A bilateral subcostal incision with an upper midline extension to the xiphoid is the preferred access. The most important point to consider during the hilar dissection in living donor liver transplantation is to leave the pedicle of the vessels and bile duct with the greatest possible length, because they are much shorter than those in a cadaveric liver graft. The hepatic arteries are dissected carefully and transected close to the liver to provide adequate length and enough options for arterial reconstruction. In children suffering from biliary atresia the hepatic artery frequently has a larger size than expected. In this particular situation, dissection of the hepatic artery inside the liver of the recipient is required to adjust the size of hepatic artery between the graft and the recipient. Double ties on the proximal side of the hepatic arteries are recommended to prevent injury to the intima.

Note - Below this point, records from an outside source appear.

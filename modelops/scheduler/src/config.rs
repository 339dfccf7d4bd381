// Licensed to the Apache Software Foundation (ASF) under one
// or more contributor license agreements.  See the NOTICE file
// distributed with this work for additional information
// regarding copyright ownership.  The ASF licenses this file
// to you under the Apache License, Version 2.0 (the
// "License"); you may not use this file except in compliance
// with the License.  You may obtain a copy of the License at
//
//   http://www.apache.org/licenses/LICENSE-2.0
//
// Unless required by applicable law or agreed to in writing,
// software distributed under the License is distributed on an
// "AS IS" BASIS, WITHOUT WARRANTIES OR CONDITIONS OF ANY
// KIND, either express or implied.  See the License for the
// specific language governing permissions and limitations
// under the License.
//

//! Scheduler specific configuration

use std::time::Duration;

use modelops_core::config::{env_duration_secs, env_parse};

/// Configuration for the GPU scheduler control loop and the API it
/// serves.
#[derive(Debug, Clone)]
pub struct SchedulerConfig {
    /// Global T4 shared slot cap. Must equal the device plugin's
    /// time-slicing replica count or the cluster will overcommit.
    pub t4_shared_slots: u32,
    /// Global T4 exclusive slot cap
    pub t4_exclusive_slots: u32,
    /// Global MIG slot cap; zero disables the MIG pool
    pub mig_total_slots: u32,
    /// How long a job may sit in `DISPATCHED` before it is reclaimed
    pub dispatch_timeout: Duration,
    /// How long a job may sit in `RUNNING` before it is failed
    pub execution_timeout: Duration,
    /// Dispatch attempts before a reclaimed job is failed for good
    pub max_dispatch_attempts: u32,
    /// Pause between scheduler ticks
    pub tick_interval: Duration,
    /// How long idempotency records are replayable
    pub idempotency_ttl: Duration,
    /// Pause between idempotency sweep passes
    pub idempotency_sweep_interval: Duration,
}

impl Default for SchedulerConfig {
    fn default() -> Self {
        Self {
            t4_shared_slots: 8,
            t4_exclusive_slots: 1,
            mig_total_slots: 0,
            dispatch_timeout: Duration::from_secs(120),
            execution_timeout: Duration::from_secs(3600),
            max_dispatch_attempts: 3,
            tick_interval: Duration::from_secs(2),
            idempotency_ttl: Duration::from_secs(86_400),
            idempotency_sweep_interval: Duration::from_secs(300),
        }
    }
}

impl SchedulerConfig {
    pub fn from_env() -> Self {
        let defaults = Self::default();
        Self {
            t4_shared_slots: env_parse("T4_SHARED_SLOTS", defaults.t4_shared_slots),
            t4_exclusive_slots: env_parse(
                "T4_EXCLUSIVE_SLOTS",
                defaults.t4_exclusive_slots,
            ),
            mig_total_slots: env_parse("MIG_TOTAL_SLOTS", defaults.mig_total_slots),
            dispatch_timeout: env_duration_secs("DISPATCH_TIMEOUT", 120),
            execution_timeout: env_duration_secs("EXECUTION_TIMEOUT", 3600),
            max_dispatch_attempts: env_parse(
                "MAX_DISPATCH_ATTEMPTS",
                defaults.max_dispatch_attempts,
            ),
            tick_interval: env_duration_secs("SCHEDULER_TICK_INTERVAL_SECONDS", 2),
            idempotency_ttl: env_duration_secs("IDEMPOTENCY_TTL_SECONDS", 86_400),
            idempotency_sweep_interval: env_duration_secs(
                "IDEMPOTENCY_SWEEP_INTERVAL_SECONDS",
                300,
            ),
        }
    }

    pub fn with_t4_shared_slots(mut self, slots: u32) -> Self {
        self.t4_shared_slots = slots;
        self
    }

    pub fn with_t4_exclusive_slots(mut self, slots: u32) -> Self {
        self.t4_exclusive_slots = slots;
        self
    }

    pub fn with_mig_total_slots(mut self, slots: u32) -> Self {
        self.mig_total_slots = slots;
        self
    }

    pub fn with_dispatch_timeout(mut self, timeout: Duration) -> Self {
        self.dispatch_timeout = timeout;
        self
    }

    pub fn with_execution_timeout(mut self, timeout: Duration) -> Self {
        self.execution_timeout = timeout;
        self
    }

    pub fn with_max_dispatch_attempts(mut self, attempts: u32) -> Self {
        self.max_dispatch_attempts = attempts;
        self
    }

    pub fn with_tick_interval(mut self, interval: Duration) -> Self {
        self.tick_interval = interval;
        self
    }
}
use crate::{Float, Point2f, Vec2f, Vec3f};
use crate::math::consts::{FRAC_PI_2, FRAC_PI_4, INV_2PI, INV_4PI, INV_PI, PI};

pub fn concentric_sample_disk(u: Point2f) -> Point2f {
    // map sample from [0, 1] to [-1, 1]
    let u_offset = 2.0 * u - Vec2f::new(1.0, 1.0);
    if u_offset == Point2f::new(0.0, 0.0) {
        return Point2f::new(0.0, 0.0);
    }

    let (r, theta) = if u_offset.x.abs() > u_offset.y.abs() {
        (u_offset.x, FRAC_PI_4 * (u_offset.y / u_offset.x))
    } else {
        (u_offset.y, FRAC_PI_2 - FRAC_PI_4 * (u_offset.x / u_offset.y))
    };

    Point2f::new(r * theta.cos(), r * theta.sin())
}

pub fn cosine_sample_hemisphere(u: Point2f) -> Vec3f {
    let d = concentric_sample_disk(u);
    let z = Float::sqrt(Float::max(0.0, 1.0 - d.x * d.x - d.y * d.y));
    Vec3f::new(d.x, d.y, z)
}

pub fn cosine_hemisphere_pdf(cos_theta: Float) -> Float {
    cos_theta * INV_PI
}

pub fn uniform_sample_sphere(u: Point2f) -> Vec3f {
    let z = 1.0 - 2.0 * u[0];
    let r = Float::max(0.0, 1.0 - z * z).sqrt();
    let phi = 2.0 * PI * u[1];
    Vec3f::new(r * phi.cos(), r * phi.sin(), z)
}

pub fn uniform_sphere_pdf() -> Float {
    INV_4PI
}

pub fn uniform_hemisphere_pdf() -> Float {
    INV_2PI
}

/// Returns barycentric coordinates `(b0, b1)` uniformly distributed over a triangle.
pub fn uniform_sample_triangle(u: Point2f) -> (Float, Float) {
    let su0 = u[0].sqrt();
    (1.0 - su0, u[1] * su0)
}

pub fn power_heuristic(nf: u32, f_pdf: Float, ng: u32, g_pdf: Float) -> Float {
    let f = nf as Float * f_pdf;
    let g = ng as Float * g_pdf;
    if f.is_infinite() {
        return 1.0;
    }
    if f == 0.0 && g == 0.0 {
        return 0.0;
    }
    (f * f) / (f * f + g * g)
}

/// Piecewise-constant distribution over `n` buckets, sampled by inverting its CDF.
#[derive(Clone, Debug)]
pub struct Distribution1D {
    func: Vec<Float>,
    cdf: Vec<Float>,
    func_int: Float,
}

impl Distribution1D {
    pub fn new(func: Vec<Float>) -> Self {
        let n = func.len();
        let mut cdf = vec![0.0; n + 1];
        for i in 1..=n {
            cdf[i] = cdf[i - 1] + func[i - 1] / n as Float;
        }
        let func_int = cdf[n];
        if func_int == 0.0 {
            for (i, c) in cdf.iter_mut().enumerate().skip(1) {
                *c = i as Float / n as Float;
            }
        } else {
            for c in cdf.iter_mut().skip(1) {
                *c /= func_int;
            }
        }
        Self { func, cdf, func_int }
    }

    pub fn count(&self) -> usize {
        self.func.len()
    }

    pub fn func_int(&self) -> Float {
        self.func_int
    }

    /// Picks a bucket, returning its index, its probability and `u` remapped into `[0, 1)`
    /// within the bucket.
    pub fn sample_discrete(&self, u: Float) -> (usize, Float, Float) {
        let n = self.count();
        // last index whose cdf value is <= u
        let offset = self.cdf
            .partition_point(|&c| c <= u)
            .saturating_sub(1)
            .min(n - 1);
        let pdf = self.discrete_pdf(offset);
        let width = self.cdf[offset + 1] - self.cdf[offset];
        let u_remapped = if width > 0.0 {
            ((u - self.cdf[offset]) / width).min(1.0 - Float::EPSILON)
        } else {
            0.0
        };
        (offset, pdf, u_remapped)
    }

    pub fn discrete_pdf(&self, index: usize) -> Float {
        if self.func_int == 0.0 {
            return 1.0 / self.count() as Float;
        }
        self.func[index] / (self.func_int * self.count() as Float)
    }
}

The first ligation is done loosely just to occlude the lumen with 4-0 silk. The second tie is placed tightly just distal to the first.

The portal pedicle is elongated by dissecting the tissue around the portal vein up to the confluence of the superior mesenteric and splenic vein. Removal of the lymph nodes around the portal vein is helpful as it provides the desired smooth curve of the portal vein. The portal flow should be confirmed by unclamping the portal vein. The left gastric vein is divided routinely to increase portal flow.